Diane does this strange thing at bus stations, or on the busiest sidewalks of Minneapolis. She knows exactly where she’s going and how to get there; but she’ll pick a stranger, the scarier looking the better, someone who looks distracted and unavailable — and she’ll pretend she’s new to the city and doesn’t know how to get where she’s going. She approaches them and asks how to get to, uh (she fumbles for the address in her phone or purse), thatplace. Invariably — and really, this has never failed her — she feels their kindness as they explain her best route. They usually go out of their way to help her.


One day, she tried to refrain from playing this game with people, but was not always successful. Kindness is her crack cocaine, and she will go to great lengths to be on the receiving end of it. Even unto fabricating ignorance and vulnerability.


You might wonder why anyone would actually work to look vulnerable in a city known for its feral ruthlessness. But Diane has somehow always managed to stay out of trouble. She’s wily that way.

 

She’s always hated certain female protagonists in the movies. The kind where, realizing they were in danger, they tried to escape sooner than they should — betraying what they knew. This always triggered their captor’s wrath and squandered their advantage — putting themselves in even greater danger.


Couldn’t they see it was more effective to pretend they didn’t know? To just go along with their captor, maybe even befriend him? That way, he might begin to soften toward them, maybe drop his guard a little. Then they’d have the relative luxury of choosing their most optimum escape time and route. Sure, it would be risky, but wasn’t that smarter somehow?
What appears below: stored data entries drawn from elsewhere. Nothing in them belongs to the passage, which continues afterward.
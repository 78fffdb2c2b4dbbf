//! In-memory paper query engine.
//!
//! # Responsibility
//! - Substring search and optional-field filtering over a loaded collection.
//! - Facet aggregation for filter pickers and insight charts.
//!
//! # Invariants
//! - Every operation is pure; input collections are never mutated.
//! - Results preserve input order unless an operation documents a sort.
//! - Matching is linear, case-insensitive substring containment.

pub mod facets;
pub mod insights;
pub mod query;
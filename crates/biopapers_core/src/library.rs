//! Load-once paper library.
//!
//! # Responsibility
//! - Own the lazily loaded, immutable paper collection behind one accessor.
//! - Turn every data-unavailable failure into an empty collection.
//!
//! # Invariants
//! - After a successful load the collection never changes for this owner.
//! - `load()` never fails and never panics; failures are logged.
//! - With `FailurePolicy::Retry` a failed load caches nothing.
//! - With `FailurePolicy::CacheEmpty` a failed load pins an empty collection.

use crate::config::{FailurePolicy, LibraryConfig};
use crate::model::paper::PaperRecord;
use crate::source::{records_from_table, PaperSource, SheetFile, SourceError, SourceResult};
use log::{error, info};
use once_cell::sync::OnceCell;
use std::sync::Arc;

/// Shared, immutable view of one loaded collection.
pub type Papers = Arc<[PaperRecord]>;

/// Owner of one paper collection and the source it is read from.
pub struct PaperLibrary<S: PaperSource> {
    source: S,
    failure_policy: FailurePolicy,
    papers: OnceCell<Papers>,
}

impl PaperLibrary<SheetFile> {
    /// Builds a file-backed library from configuration.
    pub fn from_config(config: &LibraryConfig) -> Self {
        Self::new(SheetFile::new(config.data_path.clone()), config.failure_policy)
    }
}

impl<S: PaperSource> PaperLibrary<S> {
    /// Creates an unloaded library; nothing is read until the first load.
    pub fn new(source: S, failure_policy: FailurePolicy) -> Self {
        Self {
            source,
            failure_policy,
            papers: OnceCell::new(),
        }
    }

    pub fn source(&self) -> &S {
        &self.source
    }

    /// Returns the cached collection, reading the source on first use.
    ///
    /// Failures surface as an empty collection.
    pub fn load(&self) -> Papers {
        let loaded = self.papers.get_or_try_init(|| match self.read_papers() {
            Ok(papers) => Ok(papers),
            Err(err) => match self.failure_policy {
                FailurePolicy::Retry => Err(err),
                FailurePolicy::CacheEmpty => Ok(empty_papers()),
            },
        });
        match loaded {
            Ok(papers) => Arc::clone(papers),
            Err(_) => empty_papers(),
        }
    }

    /// Like [`PaperLibrary::load`] but reports why the source was unavailable.
    ///
    /// A cached collection is returned without touching the source.
    ///
    /// # Errors
    /// - Returns the source error when the first successful read has not
    ///   happened yet and reading fails again. The failure policy still
    ///   applies: under `CacheEmpty` the empty collection is pinned.
    pub fn try_load(&self) -> SourceResult<Papers> {
        if let Some(papers) = self.papers.get() {
            return Ok(Arc::clone(papers));
        }
        match self.read_papers() {
            Ok(papers) => Ok(Arc::clone(self.papers.get_or_init(|| papers))),
            Err(err) => {
                if self.failure_policy == FailurePolicy::CacheEmpty {
                    let _ = self.papers.set(empty_papers());
                }
                Err(err)
            }
        }
    }

    /// Returns whether a collection (possibly a pinned empty one) is cached.
    pub fn is_loaded(&self) -> bool {
        self.papers.get().is_some()
    }

    fn read_papers(&self) -> Result<Papers, SourceError> {
        let source = self.source.describe();
        match self.source.read_table() {
            Ok(table) => {
                let records = records_from_table(&table);
                info!(
                    "event=papers_load module=library status=ok source={} count={}",
                    source,
                    records.len()
                );
                Ok(Papers::from(records))
            }
            Err(err) => {
                error!(
                    "event=papers_load module=library status=error source={} policy={:?} error={}",
                    source, self.failure_policy, err
                );
                Err(err)
            }
        }
    }
}

fn empty_papers() -> Papers {
    Papers::from(Vec::new())
}
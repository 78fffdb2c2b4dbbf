//! Flutter-facing bindings for the paper engine.

pub mod api;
She’d watch those movies, watch those girls screaming their heads off, and think how shortsighted and silly they were. Idiots.


Ice in her veins.


Diane didn’t let anyone know what she knew.  But for optimum effectiveness, even she couldn’t know what she knew.

 

When she was fifteen, her family had an irrigation ditch that ran cool and sweet along the border of their forty-acre property. They lived outside of St. Cloud, Minnesota in those days, on the Mississippi River. Their land lay in a valley of sorts, sheltered by a dense ridge of trees, and no one could see in. She’d bring her beautiful book of Wordsworth poems with the gold-edged pages, carry it into the forest, sit at the base of a massive Georgia pine, and read. She didn’t understand the poems, but it seemed a romantic, teenager-y thing to do, so she did it.


She also used to go skinny-dipping at 5 AM in the summertime, as a kind of devotional to nature. One morning she was walking down the gravel road that led to the ditch, enjoying the warm cool of an August dawn in her terrycloth robe…and suddenly she heard behind her the unmistakable sound of gravel under Cadillac tires going slow.


That sound, and the river flowing in the distance.


It was her father. She knew this without looking back. She feigned complete ignorance and kept walking. Thinking back on this moment years later, Diane wondered, “WHY?” Why didn’t she just face him and tell him to leave her alone?


Because she was not an idiot, that’s why.

He wouldn’t leave her alone. And if she engaged with him, it might provoke a trip into deeply icky territory she did NOT want to visit, especially with him, especially consciously. Also, bonus: if she pretended she didn’t know he was there, he couldn’t get close enough to touch her. He. couldn’t. touch her.


So this was her brilliant strategy: 1) Pretend she didn’t know he was there; and 2) because she was a ninja-denier, pretend he actually was not there.


On the days when she really was alone, her descent into the water unleashed orgasmic cries from within her. Whooping and hollering, she lowered herself further down as the ice water kicked her heart into double time, her core becoming a furnace. She gasped for air, she laughed.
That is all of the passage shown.